Reading “Diversely”…

I always feel late to whatever’s trending on TikTok. Admittedly, it’s an app that overwhelmed me when I first created a profile because it seemed like the videos just never stopped playing. But once I got the hang of things, it hasn’t been so bad. And recently, because I’m challenging myself to try different creative things, I’ve been watching a lot more of them to get a sense of how different people will try different things.

An interesting thing, though, is that my “Following” tab is still showing me videos from 4, 5, and even 6 months ago because I just simply hadn’t been using the app for a long, long time. So the discussion around reading diversely is by now old news for most avid TikTok users, it’s been fairly fresh for me.

And yet at the same time, I’ve lost track of how many times I’ve had this conversation – a person who occupies more than one privilege (cis, white, abled, etc.) suddenly feels threatened because they’re being required to consider a vastly different perspective. Happened in my undergrad days, in seminary, and even in my MFA program from a supposedly “progressive” school.
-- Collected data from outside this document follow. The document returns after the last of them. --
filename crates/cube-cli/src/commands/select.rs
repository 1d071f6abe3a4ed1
use crate::cli::SelectArgs;
use crate::error::Result;
use cubeio::core::selection::{compact_selection, expand_selection};
use tracing::{debug, info};

pub fn run(args: SelectArgs) -> Result<()> {
    let indices = expand_selection(&args.expression)?;
    info!("Selection expands to {} indices", indices.len());
    debug!("Compact form: {}", compact_selection(&indices));
    println!("{}", render(&indices));
    Ok(())
}

/// Zero-based indices separated by single spaces.
pub fn render(indices: &[usize]) -> String {
    indices
        .iter()
        .map(|i| i.to_string())
        .collect::<Vec<_>>()
        .join(" ")
}

#[cfg(test)]
mod tests {
    use super::*;
    use crate::error::CliError;
    use std::fs;
    use tempfile::tempdir;

    #[test]
    fn render_joins_with_spaces() {
        assert_eq!(render(&[2, 3, 4, 7]), "2 3 4 7");
        assert_eq!(render(&[]), "");
    }

    #[test]
    fn run_accepts_a_selection_file() {
        let dir = tempdir().unwrap();
        let path = dir.path().join("atoms.sel");
        fs::write(&path, "1-3\n").unwrap();

        let args = SelectArgs {
            expression: vec![path.to_string_lossy().into_owned()],
        };
        assert!(run(args).is_ok());
    }

    #[test]
    fn run_reports_invalid_selection() {
        let args = SelectArgs {
            expression: vec!["5-2".to_string()],
        };
        assert!(matches!(run(args), Err(CliError::Selection(_))));
    }
}
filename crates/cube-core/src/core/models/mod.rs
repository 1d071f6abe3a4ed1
//! In-memory representation of volumetric CUBE data.
//!
//! [`volume::CubeVolume`] owns the header (origin, axes, atoms), the flat sample buffer
//! and the quantities derived from them at construction time.

pub mod volume;
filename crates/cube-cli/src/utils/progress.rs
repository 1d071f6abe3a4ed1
use indicatif::{ProgressBar, ProgressDrawTarget, ProgressStyle};
use std::time::Duration;

/// A stderr spinner shown while a large file is read or written.
///
/// Hidden entirely when `quiet` is set, so scripted output stays clean.
pub fn spinner(message: impl Into<String>, quiet: bool) -> ProgressBar {
    if quiet {
        return ProgressBar::hidden();
    }
    let pb = ProgressBar::new_spinner();
    pb.set_draw_target(ProgressDrawTarget::stderr_with_hz(12));
    if let Ok(style) = ProgressStyle::with_template("{spinner:.green} [{elapsed_precise}] {msg}") {
        pb.set_style(style);
    }
    pb.set_message(message.into());
    pb.enable_steady_tick(Duration::from_millis(100));
    pb
}
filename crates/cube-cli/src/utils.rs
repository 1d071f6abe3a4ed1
pub mod parser;
pub mod progress;
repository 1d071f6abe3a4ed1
//! Provides input/output functionality for volumetric and tabular chemistry files.
//!
//! The CUBE format is exposed through the [`traits::VolumetricFile`] trait; the simpler
//! whitespace tables (geometries, charges) are plain loader functions. Every path-based
//! entry point checks [`files::require_file`] before opening anything.

pub mod charges;
pub mod cube;
pub mod files;
pub mod geometry;
pub mod table;
pub mod traits;
//! Compact index-range notation such as `3-7,9,12-14`.
//!
//! Selections are written one-based and inclusive, and expanded to zero-based indices.
//! An expression may be given inline or as the path of a file holding one.

use std::fs;
use std::path::Path;
use thiserror::Error;
use tracing::debug;

#[derive(Debug, Error)]
pub enum SelectionError {
    #[error("Invalid index '{0}'. Expected a positive integer.")]
    InvalidToken(String),
    #[error("Malformed range '{0}'. Expected 'a-b' with positive integers.")]
    InvalidRange(String),
    #[error("Descending range '{token}': start {start} is greater than end {end}.")]
    DescendingRange { token: String, start: usize, end: usize },
    #[error("Index 0 in '{0}' is not valid; selections are one-based.")]
    ZeroIndex(String),
}

/// Where the text of a selection came from.
#[derive(Debug, Clone, PartialEq, Eq)]
pub enum SelectionSource {
    /// The input named a readable file; this is its content, lines joined by commas.
    File(String),
    /// The input is the expression itself.
    Literal(String),
}

impl SelectionSource {
    pub fn text(&self) -> &str {
        match self {
            Self::File(text) | Self::Literal(text) => text,
        }
    }
}

fn join_fragments<S: AsRef<str>>(fragments: &[S]) -> String {
    fragments
        .iter()
        .map(AsRef::as_ref)
        .collect::<Vec<_>>()
        .join(",")
        .replace(",,", ",")
}

/// Treats `input` as a path if it names a readable file, otherwise as the expression.
///
/// A file that exists but cannot be read as text falls back to the literal branch.
pub fn resolve_source(input: &str) -> SelectionSource {
    let path = Path::new(input);
    if input.is_empty() || !path.is_file() {
        return SelectionSource::Literal(input.to_string());
    }
    match fs::read_to_string(path) {
        Ok(content) => {
            let lines: Vec<&str> = content.lines().collect();
            debug!(path = input, "Reading selection from file");
            SelectionSource::File(join_fragments(&lines))
        }
        Err(e) => {
            debug!(path = input, error = %e, "Selection file unreadable, using it as a literal");
            SelectionSource::Literal(input.to_string())
        }
    }
}

fn parse_one_based(value: &str, token: &str) -> Result<usize, SelectionError> {
    let parsed: usize = value
        .parse()
        .map_err(|_| SelectionError::InvalidToken(token.to_string()))?;
    if parsed == 0 {
        return Err(SelectionError::ZeroIndex(token.to_string()));
    }
    Ok(parsed)
}

/// Expands a compact expression to one-based values, without touching the filesystem.
pub fn extend_compact_list(expression: &str) -> Result<Vec<usize>, SelectionError> {
    let mut extended = Vec::new();
    for token in expression.replace(',', " ").split_whitespace() {
        match token.split_once('-') {
            Some((start, end)) => {
                if start.is_empty() || end.is_empty() || end.contains('-') {
                    return Err(SelectionError::InvalidRange(token.to_string()));
                }
                let range_error = |_| SelectionError::InvalidRange(token.to_string());
                let start = parse_one_based(start, token).map_err(range_error)?;
                let end = parse_one_based(end, token).map_err(range_error)?;
                if start > end {
                    return Err(SelectionError::DescendingRange {
                        token: token.to_string(),
                        start,
                        end,
                    });
                }
                extended.extend(start..=end);
            }
            None => extended.push(parse_one_based(token, token)?),
        }
    }
    Ok(extended)
}

/// Expands selection fragments into zero-based indices.
///
/// Fragments are joined with commas. If the result names a file, the file's content is
/// used as the expression instead.
///
/// # Examples
///
/// ```
/// use cubeio::core::selection::expand_selection;
///
/// assert_eq!(expand_selection(&["3-5,8"]).unwrap(), vec![2, 3, 4, 7]);
/// assert_eq!(expand_selection(&["1", "4-5"]).unwrap(), vec![0, 3, 4]);
/// ```
pub fn expand_selection<S: AsRef<str>>(fragments: &[S]) -> Result<Vec<usize>, SelectionError> {
    let joined = join_fragments(fragments);
    let source = resolve_source(&joined);
    let one_based = extend_compact_list(source.text())?;
    Ok(one_based.into_iter().map(|i| i - 1).collect())
}

pub fn expand_selection_str(expression: &str) -> Result<Vec<usize>, SelectionError> {
    expand_selection(&[expression])
}

/// Renders zero-based indices in compact one-based notation, merging ascending runs.
pub fn compact_selection(indices: &[usize]) -> String {
    let mut parts = Vec::new();
    let mut iter = indices.iter().map(|&i| i + 1).peekable();
    while let Some(start) = iter.next() {
        let mut end = start;
        while iter.peek() == Some(&(end + 1)) {
            end += 1;
            iter.next();
        }
        parts.push(if start == end {
            start.to_string()
        } else {
            format!("{}-{}", start, end)
        });
    }
    parts.join(",")
}
use crate::core::grid::{GridShape, generate_grid};
use crate::core::units::AU_TO_ANGSTROM;
use nalgebra::{Point3, Vector3};
use thiserror::Error;

/// One grid axis from the CUBE header: a voxel count and the step vector between
/// neighbouring voxels along that axis.
#[derive(Debug, Clone, Copy, PartialEq)]
pub struct CubeAxis {
    /// Voxel count exactly as written in the file. The sign carries format-specific
    /// meaning elsewhere and is ignored here; see [`voxel_len`](Self::voxel_len).
    pub voxel_count: i64,
    /// Step vector in bohr. All three components are kept, but only the diagonal one
    /// enters grid geometry.
    pub step: Vector3<f64>,
}

impl CubeAxis {
    pub fn new(voxel_count: i64, step: Vector3<f64>) -> Self {
        Self { voxel_count, step }
    }

    /// Number of voxels along this axis.
    #[inline]
    pub fn voxel_len(&self) -> usize {
        self.voxel_count.unsigned_abs() as usize
    }
}

/// An atom from the CUBE header.
///
/// The file stores five numbers per atom; the second (a nuclear charge slot) is not
/// kept.
#[derive(Debug, Clone, Copy, PartialEq)]
pub struct CubeAtom {
    /// Atomic number as read, kept as a float.
    pub atomic_number: f64,
    /// Position in bohr.
    pub position: Point3<f64>,
}

impl CubeAtom {
    pub fn new(atomic_number: f64, position: Point3<f64>) -> Self {
        Self {
            atomic_number,
            position,
        }
    }
}

#[derive(Debug, Error, Clone, PartialEq, Eq)]
pub enum ShapeError {
    #[error("Volumetric data holds {found} samples but the grid has {expected} voxels")]
    LengthMismatch { expected: usize, found: usize },
    #[error("Shaped data does not match the grid: expected {expected:?}, found {found:?}")]
    DimensionMismatch {
        expected: (usize, usize, usize),
        found: (usize, usize, usize),
    },
}

/// A parsed (or writable) CUBE file.
///
/// Header fields are fixed at construction. The sample buffer may be modified in
/// place through [`data_mut`](Self::data_mut) or replaced wholesale, but its length
/// always equals the voxel count of the grid.
///
/// Derived data cached at construction:
///
/// - atom positions converted to angstrom,
/// - one Cartesian grid point (bohr) per voxel, index-aligned with the samples,
/// - the voxel volume from the diagonal step components.
#[derive(Debug, Clone, PartialEq)]
pub struct CubeVolume {
    origin: Point3<f64>,
    axes: [CubeAxis; 3],
    atoms: Vec<CubeAtom>,
    data: Vec<f64>,
    coords_angstrom: Vec<Point3<f64>>,
    grid_points: Vec<Point3<f64>>,
    voxel_volume: f64,
}

impl CubeVolume {
    /// Builds a volume from header fields and a flat, row-major (`z` fastest) sample buffer.
    ///
    /// # Errors
    ///
    /// Returns [`ShapeError::LengthMismatch`] if `data` does not have exactly
    /// `NX * NY * NZ` entries.
    pub fn new(
        origin: Point3<f64>,
        axes: [CubeAxis; 3],
        atoms: Vec<CubeAtom>,
        data: Vec<f64>,
    ) -> Result<Self, ShapeError> {
        let shape = GridShape::from_axes(&axes);
        if data.len() != shape.len() {
            return Err(ShapeError::LengthMismatch {
                expected: shape.len(),
                found: data.len(),
            });
        }

        let coords_angstrom = atoms
            .iter()
            .map(|atom| Point3::from(atom.position.coords * AU_TO_ANGSTROM))
            .collect();
        let grid_points = generate_grid(&origin, &axes);
        let voxel_volume = axes[0].step.x * axes[1].step.y * axes[2].step.z;

        Ok(Self {
            origin,
            axes,
            atoms,
            data,
            coords_angstrom,
            grid_points,
            voxel_volume,
        })
    }

    pub fn atom_count(&self) -> usize {
        self.atoms.len()
    }

    pub fn origin(&self) -> &Point3<f64> {
        &self.origin
    }

    pub fn axes(&self) -> &[CubeAxis; 3] {
        &self.axes
    }

    pub fn axis_x(&self) -> &CubeAxis {
        &self.axes[0]
    }

    pub fn axis_y(&self) -> &CubeAxis {
        &self.axes[1]
    }

    pub fn axis_z(&self) -> &CubeAxis {
        &self.axes[2]
    }

    pub fn shape(&self) -> GridShape {
        GridShape::from_axes(&self.axes)
    }

    pub fn atoms(&self) -> &[CubeAtom] {
        &self.atoms
    }

    /// Atom positions in angstrom, in declaration order.
    pub fn coords_angstrom(&self) -> &[Point3<f64>] {
        &self.coords_angstrom
    }

    /// Voxel positions in bohr; `grid_points()[n]` is where `data()[n]` was sampled.
    pub fn grid_points(&self) -> &[Point3<f64>] {
        &self.grid_points
    }

    pub fn voxel_volume(&self) -> f64 {
        self.voxel_volume
    }

    pub fn data(&self) -> &[f64] {
        &self.data
    }

    pub fn data_mut(&mut self) -> &mut [f64] {
        &mut self.data
    }

    pub fn into_data(self) -> Vec<f64> {
        self.data
    }

    /// Sample at voxel `(i, j, k)`, or `None` if out of range.
    pub fn value_at(&self, i: usize, j: usize, k: usize) -> Option<f64> {
        let shape = self.shape();
        if i >= shape.nx || j >= shape.ny || k >= shape.nz {
            return None;
        }
        self.data.get(shape.to_flat(i, j, k)).copied()
    }

    /// Replaces the samples with a new flat buffer of the same length.
    pub fn set_data(&mut self, data: Vec<f64>) -> Result<(), ShapeError> {
        let expected = self.shape().len();
        if data.len() != expected {
            return Err(ShapeError::LengthMismatch {
                expected,
                found: data.len(),
            });
        }
        self.data = data;
        Ok(())
    }

    /// Replaces the samples from a nested `[i][j][k]` array, flattening it in grid order.
    pub fn set_data_shaped(&mut self, shaped: &[Vec<Vec<f64>>]) -> Result<(), ShapeError> {
        let shape = self.shape();
        let expected = (shape.nx, shape.ny, shape.nz);
        let mismatch = |found| ShapeError::DimensionMismatch { expected, found };

        if shaped.len() != shape.nx {
            return Err(mismatch((shaped.len(), 0, 0)));
        }
        let mut flat = vec![0.0; shape.len()];
        for (i, plane) in shaped.iter().enumerate() {
            if plane.len() != shape.ny {
                return Err(mismatch((shape.nx, plane.len(), 0)));
            }
            for (j, row) in plane.iter().enumerate() {
                if row.len() != shape.nz {
                    return Err(mismatch((shape.nx, shape.ny, row.len())));
                }
                for (k, &value) in row.iter().enumerate() {
                    flat[shape.to_flat(i, j, k)] = value;
                }
            }
        }
        self.data = flat;
        Ok(())
    }

    /// Returns the samples as a nested `[i][j][k]` array.
    pub fn data_shaped(&self) -> Vec<Vec<Vec<f64>>> {
        let shape = self.shape();
        (0..shape.nx)
            .map(|i| {
                (0..shape.ny)
                    .map(|j| {
                        let start = shape.to_flat(i, j, 0);
                        self.data[start..start + shape.nz].to_vec()
                    })
                    .collect()
            })
            .collect()
    }

    /// Sum of all samples times the voxel volume.
    pub fn integrate(&self) -> f64 {
        self.data.iter().sum::<f64>() * self.voxel_volume
    }

    /// Like [`integrate`](Self::integrate), restricted to voxels where `mask` is set.
    pub fn integrate_masked(&self, mask: &[bool]) -> f64 {
        self.data
            .iter()
            .zip(mask)
            .filter_map(|(value, &keep)| keep.then_some(*value))
            .sum::<f64>()
            * self.voxel_volume
    }
}
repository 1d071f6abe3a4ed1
use crate::cli::InfoArgs;
use crate::error::{CliError, Result};
use crate::utils::progress;
use cubeio::core::elements;
use cubeio::core::grid::sphere_mask;
use cubeio::core::io::cube::{CubeFile, CubeMetadata};
use cubeio::core::io::traits::VolumetricFile;
use cubeio::core::models::volume::CubeVolume;
use nalgebra::Point3;
use tracing::info;

pub fn run(args: InfoArgs, quiet: bool) -> Result<()> {
    info!("Loading cube file from {:?}", &args.input);
    let pb = progress::spinner(format!("Reading {}", args.input.display()), quiet);
    let loaded = CubeFile::read_from_path(&args.input);
    pb.finish_and_clear();
    let (volume, metadata) = loaded.map_err(|e| CliError::from_cube(&args.input, e))?;

    let sphere = match args.sphere.as_deref() {
        Some(&[x, y, z, radius]) => {
            if radius < 0.0 {
                return Err(CliError::Argument(format!(
                    "Sphere radius must be non-negative, got {}",
                    radius
                )));
            }
            Some((Point3::new(x, y, z), radius))
        }
        Some(other) => {
            return Err(CliError::Argument(format!(
                "--sphere expects 4 values (X Y Z RADIUS), got {}",
                other.len()
            )));
        }
        None => None,
    };

    print!("{}", summarize(&volume, &metadata, sphere));
    Ok(())
}

pub fn summarize(
    volume: &CubeVolume,
    metadata: &CubeMetadata,
    sphere: Option<(Point3<f64>, f64)>,
) -> String {
    let shape = volume.shape();
    let origin = volume.origin();

    let mut lines = vec![
        format!("Comments:      {}", metadata.comments[0].trim()),
        format!("               {}", metadata.comments[1].trim()),
        format!(
            "Origin (bohr): {:12.6} {:12.6} {:12.6}",
            origin.x, origin.y, origin.z
        ),
    ];
    lines.extend(["X", "Y", "Z"].iter().zip(volume.axes()).map(|(label, axis)| {
        format!(
            "Axis {}:        {:5} x {:12.6} {:12.6} {:12.6}",
            label, axis.voxel_count, axis.step.x, axis.step.y, axis.step.z
        )
    }));
    lines.push(format!(
        "Voxels:        {} ({} x {} x {})",
        shape.len(),
        shape.nx,
        shape.ny,
        shape.nz
    ));
    lines.push(format!("Voxel volume:  {:.6e} bohr^3", volume.voxel_volume()));
    lines.push(format!("Integral:      {:.6e}", volume.integrate()));

    if let Some((center, radius)) = sphere {
        let mask = sphere_mask(volume.grid_points(), &center, radius);
        let inside = mask.iter().filter(|&&m| m).count();
        lines.push(format!(
            "Sphere:        {} voxels within {} bohr, integral {:.6e}",
            inside,
            radius,
            volume.integrate_masked(&mask)
        ));
    }

    lines.push(format!("Atoms:         {}", volume.atom_count()));
    for (atom, coords) in volume.atoms().iter().zip(volume.coords_angstrom()) {
        let symbol = u8::try_from(atom.atomic_number as i64)
            .ok()
            .and_then(elements::symbol)
            .unwrap_or("?");
        lines.push(format!(
            "  {:<3} {:5.1} {:12.6} {:12.6} {:12.6}  (angstrom)",
            symbol, atom.atomic_number, coords.x, coords.y, coords.z
        ));
    }

    lines.iter().map(|line| format!("{}\n", line)).collect()
}

#[cfg(test)]
mod tests {
    use super::*;
    use cubeio::core::models::volume::{CubeAtom, CubeAxis};
    use nalgebra::Vector3;

    fn volume() -> CubeVolume {
        let axes = [
            CubeAxis::new(2, Vector3::new(1.0, 0.0, 0.0)),
            CubeAxis::new(2, Vector3::new(0.0, 1.0, 0.0)),
            CubeAxis::new(2, Vector3::new(0.0, 0.0, 0.5)),
        ];
        let atoms = vec![CubeAtom::new(6.0, Point3::new(0.0, 0.0, 1.0))];
        CubeVolume::new(Point3::origin(), axes, atoms, vec![1.0; 8]).unwrap()
    }

    #[test]
    fn summarize_reports_shape_integral_and_atoms() {
        let text = summarize(&volume(), &CubeMetadata::default(), None);

        assert!(text.contains("Comments:      CUBE file"));
        assert!(text.contains("Voxels:        8 (2 x 2 x 2)"));
        assert!(text.contains("Voxel volume:  5.000000e-1 bohr^3"));
        assert!(text.contains("Integral:      4.000000e0"));
        assert!(text.contains("Atoms:         1"));
        assert!(text.contains("  C     6.0"));
        assert!(!text.contains("Sphere:"));
    }

    #[test]
    fn summarize_emits_one_terminated_line_per_entry() {
        let text = summarize(&volume(), &CubeMetadata::default(), None);
        assert_eq!(text.lines().count(), 11);
        assert!(text.ends_with("(angstrom)\n"));
        assert!(!text.contains("\n\n"));
    }

    #[test]
    fn summarize_integrates_inside_sphere() {
        let text = summarize(
            &volume(),
            &CubeMetadata::default(),
            Some((Point3::origin(), 0.6)),
        );
        assert!(text.contains("Sphere:        2 voxels within 0.6 bohr, integral 1.000000e0"));
    }
}
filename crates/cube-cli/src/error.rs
use cubeio::core::io::cube::CubeError;
use cubeio::core::io::files::FileNotFound;
use cubeio::core::io::table::TableError;
use cubeio::core::selection::SelectionError;
use std::path::{Path, PathBuf};
use thiserror::Error;

pub type Result<T> = std::result::Result<T, CliError>;

#[derive(Debug, Error)]
pub enum CliError {
    #[error(transparent)]
    MissingFile(#[from] FileNotFound),

    #[error("Configuration error: {0}")]
    Config(String),

    #[error("Failed to parse file '{path}': {source}", path = path.display())]
    FileParsing {
        path: PathBuf,
        #[source]
        source: anyhow::Error,
    },

    #[error("Invalid selection: {0}")]
    Selection(#[from] SelectionError),

    #[error("I/O error: {0}")]
    Io(#[from] std::io::Error),

    #[error("Invalid argument: {0}")]
    Argument(String),

    #[error(transparent)]
    Other(#[from] anyhow::Error),
}

impl CliError {
    /// Keeps a missing input distinct from a malformed one.
    pub fn from_cube(path: &Path, error: CubeError) -> Self {
        match error {
            CubeError::NotFound(missing) => Self::MissingFile(missing),
            other => Self::FileParsing {
                path: path.to_path_buf(),
                source: other.into(),
            },
        }
    }

    pub fn from_table(path: &Path, error: TableError) -> Self {
        match error {
            TableError::NotFound(missing) => Self::MissingFile(missing),
            other => Self::FileParsing {
                path: path.to_path_buf(),
                source: other.into(),
            },
        }
    }
}
use thiserror::Error;

#[derive(Debug, Error, PartialEq, Eq)]
pub enum ParseError {
    #[error("Invalid --set format: '{0}'. Expected KEY=VALUE.")]
    MissingSeparator(String),

    #[error("Component '{component}' cannot be empty in '{input}'.")]
    EmptyComponent {
        component: &'static str,
        input: String,
    },
}

/// Splits `key=value` at the first `=`. The value may itself contain `=`.
pub fn parse_key_value(input: &str) -> Result<(&str, &str), ParseError> {
    let (key, value) = input
        .split_once('=')
        .ok_or_else(|| ParseError::MissingSeparator(input.to_string()))?;
    let key = key.trim();
    if key.is_empty() {
        return Err(ParseError::EmptyComponent {
            component: "KEY",
            input: input.to_string(),
        });
    }
    Ok((key, value))
}

#[cfg(test)]
mod tests {
    use super::*;

    #[test]
    fn parse_key_value_splits_at_first_equals() {
        assert_eq!(parse_key_value("writer.title=a=b"), Ok(("writer.title", "a=b")));
        assert_eq!(parse_key_value(" writer.comment ="), Ok(("writer.comment", "")));
    }

    #[test]
    fn parse_key_value_rejects_missing_separator_and_empty_key() {
        assert_eq!(
            parse_key_value("writer.title"),
            Err(ParseError::MissingSeparator("writer.title".to_string()))
        );
        assert!(matches!(
            parse_key_value("=value"),
            Err(ParseError::EmptyComponent { component: "KEY", .. })
        ));
    }
}
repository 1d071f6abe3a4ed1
mod builder;
mod defaults;
mod file;
mod models;

pub use builder::build_config;
pub use models::{AppConfig, GeometrySettings, WriterSettings};
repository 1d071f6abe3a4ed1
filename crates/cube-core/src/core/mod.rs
//! # Core Module
//!
//! The building blocks of the library: unit constants, the element table, the CUBE data
//! model, grid index arithmetic, file I/O and selection-list expansion.
//!
//! - **Units** ([`units`]) - atomic unit conversion factors
//! - **Elements** ([`elements`]) - symbol to atomic number lookup
//! - **Grid** ([`grid`]) - `GridShape`, grid-point generation and spherical masks
//! - **Models** ([`models`]) - `CubeVolume` and friends
//! - **File I/O** ([`io`]) - CUBE, geometry and charge files
//! - **Selections** ([`selection`]) - compact index-range notation

pub mod elements;
pub mod grid;
pub mod io;
pub mod models;
pub mod selection;
pub mod units;
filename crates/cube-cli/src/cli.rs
use clap::{Args, Parser, Subcommand};
use std::path::PathBuf;

const HELP_TEMPLATE: &str = "\
{before-help}{name} {version}
{about-with-newline}
{usage-heading} {usage}

{all-args}{after-help}
";

#[derive(Parser, Debug)]
#[command(
    version,
    about = "cubeio - inspect, convert and query Gaussian CUBE files and the geometry, charge and selection files that accompany them.",
    help_template = HELP_TEMPLATE,
)]
#[command(propagate_version = true)]
pub struct Cli {
    #[command(subcommand)]
    pub command: Commands,

    /// Increase verbosity level (-v for INFO, -vv for DEBUG, -vvv for TRACE)
    #[arg(short, long, action = clap::ArgAction::Count, global = true)]
    pub verbose: u8,

    /// Suppress all log output and progress spinners
    #[arg(short, long, global = true, conflicts_with = "verbose")]
    pub quiet: bool,

    /// Write logs to a specified file in addition to the console output
    #[arg(long, global = true, value_name = "PATH")]
    pub log_file: Option<PathBuf>,

    /// Path to a configuration file in TOML format.
    #[arg(short, long, global = true, value_name = "PATH")]
    pub config: Option<PathBuf>,

    /// Set a specific configuration value, overriding the config file.
    /// Can be used multiple times. Example: -S writer.title="Density"
    #[arg(short = 'S', long = "set", global = true, value_name = "KEY=VALUE")]
    pub set_values: Vec<String>,
}

#[derive(Subcommand, Debug)]
pub enum Commands {
    /// Print a summary of a CUBE file: header, atoms and integrated density.
    Info(InfoArgs),
    /// Read a CUBE file and write it back in the canonical layout.
    Convert(ConvertArgs),
    /// Expand a compact selection such as '3-7,9' (or a file holding one) to zero-based indices.
    Select(SelectArgs),
    /// Load a '<symbol> <x> <y> <z>' geometry file (angstrom) and print it in bohr.
    Geometry(GeometryArgs),
    /// Load a numeric charge table and print its shape and column sums.
    Charges(ChargesArgs),
}

/// Arguments for the `info` subcommand.
#[derive(Args, Debug)]
pub struct InfoArgs {
    /// Path to the input CUBE file.
    #[arg(value_name = "CUBE")]
    pub input: PathBuf,

    /// Also integrate the field inside a sphere, given as center and radius in bohr.
    #[arg(long, num_args = 4, value_names = ["X", "Y", "Z", "RADIUS"], allow_negative_numbers = true)]
    pub sphere: Option<Vec<f64>>,
}

/// Arguments for the `convert` subcommand.
#[derive(Args, Debug)]
pub struct ConvertArgs {
    /// Path to the input CUBE file.
    #[arg(short, long, required = true, value_name = "PATH")]
    pub input: PathBuf,

    /// Path for the output CUBE file.
    #[arg(short, long, required = true, value_name = "PATH")]
    pub output: PathBuf,

    /// Override the first comment line of the output.
    #[arg(long, value_name = "TEXT")]
    pub title: Option<String>,

    /// Override the second comment line of the output.
    #[arg(long, value_name = "TEXT")]
    pub comment: Option<String>,

    /// Copy the comment lines of the input instead of writing the configured banner.
    #[arg(long)]
    pub keep_comments: bool,

    /// Multiply every sample by this factor before writing.
    #[arg(long, value_name = "FLOAT", allow_negative_numbers = true)]
    pub scale: Option<f64>,
}

/// Arguments for the `select` subcommand.
#[derive(Args, Debug)]
pub struct SelectArgs {
    /// Selection fragments (joined with commas) or the path of a file holding them.
    #[arg(required = true, value_name = "EXPR")]
    pub expression: Vec<String>,
}

/// Arguments for the `geometry` subcommand.
#[derive(Args, Debug)]
pub struct GeometryArgs {
    /// Path to the geometry file.
    #[arg(value_name = "PATH")]
    pub input: PathBuf,

    /// Truncate atom symbols to this many characters.
    #[arg(long, value_name = "INT")]
    pub symbol_width: Option<usize>,
}

/// Arguments for the `charges` subcommand.
#[derive(Args, Debug)]
pub struct ChargesArgs {
    /// Path to the charge table.
    #[arg(value_name = "PATH")]
    pub input: PathBuf,
}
In this recent TikTok (or rather, #BookTok) discussion, creators were responding to a racist rant from another creator (who might also be an author?) who basically said that she doesn’t feel the need to actively engage with books outside her own demographic. Of course, she did not respond well to the pushback and showed her true colors – that her critics were obsessed with race, which is usually only said when one doesn’t know anything about racism or how it works.

Now, nearly every response video I had seen dissected these comments effortlessly because, like I said above, it’s nothing new. Cis, abled white folks have been saying things like this for decades – at least publically; privately they’ve probably been saying it for much longer. Some talked about the practicality of reading from more than one perspective to enhance your own, even if race isn’t a factor. Others highlighted that “diversity” should never equal “non-white”; there’s diversity amongst queer writers, disabled writers, non-Black people of color (hi), etc. It’s actually been pretty nice to see so many allies step up and educate bigoted folks about all these issues while not talking over marginalized creators. It’s taken off a lot of labor for these creators.

Yet what I have a hard time wrapping my mind around is the fact that this person (and people like her) was never placed in a situation where she had to imagine herself into the story. Somewhere in one of my journals from middle school (between the ages of 12 and 14, mind you) is an entry of where I wrote about making the conscious decision to no longer daydream about myself as a white person, and that I would imagine myself from then on as the person I saw in the mirror. And when I think back to what could have possibly influenced my imagination to only depict myself as white, I was obviously only ever exposed to white media – TV commercials, TV shows, books where every character was assumed to be white (because any non-white character who might have been mentioned was always written with a stereotype), and the fact that we had been taught almost exclusively white American history.

Even now, over 20 years later, I still struggle to cast myself into my own imagination. More often than not, I have to literally look in the mirror as I’m having a daydream just to get the right sense of myself in my imagination. And yet there are people out there for whom this isn’t a necessity – that they can simply read a story knowing full well that it was made with them in mind. The first time where I didn’t have to do this was when I read Leslie Marmon Silko’s Ceremony… as a senior in college.

At 22 years old, I had encountered a book with characters who looked like me for the first time.

My hope for those who are genuinely reading diversely not for the sake of scoring brownie points for being seen as “progressive,” but because they want to broaden their understanding of what it’s like to be in a space that wasn’t made for them, is that you don’t make it a tourist stop. Read diversely so often that it’s no longer a novelty that you’re reading a Black author, or an Indigenous author, or a disabled author, or a queer author, etc. Because many things can change; publishers can start publishing more stories from under-represented demographics, educators can switch up their curriculums to include more diverse voices, and fewer books would get banned because of someone else’s bigotry.

But more importantly, there will be fewer kids who have to grow up like I did (and, all things considered, I had it relatively easy). And maybe more of our stories can get told.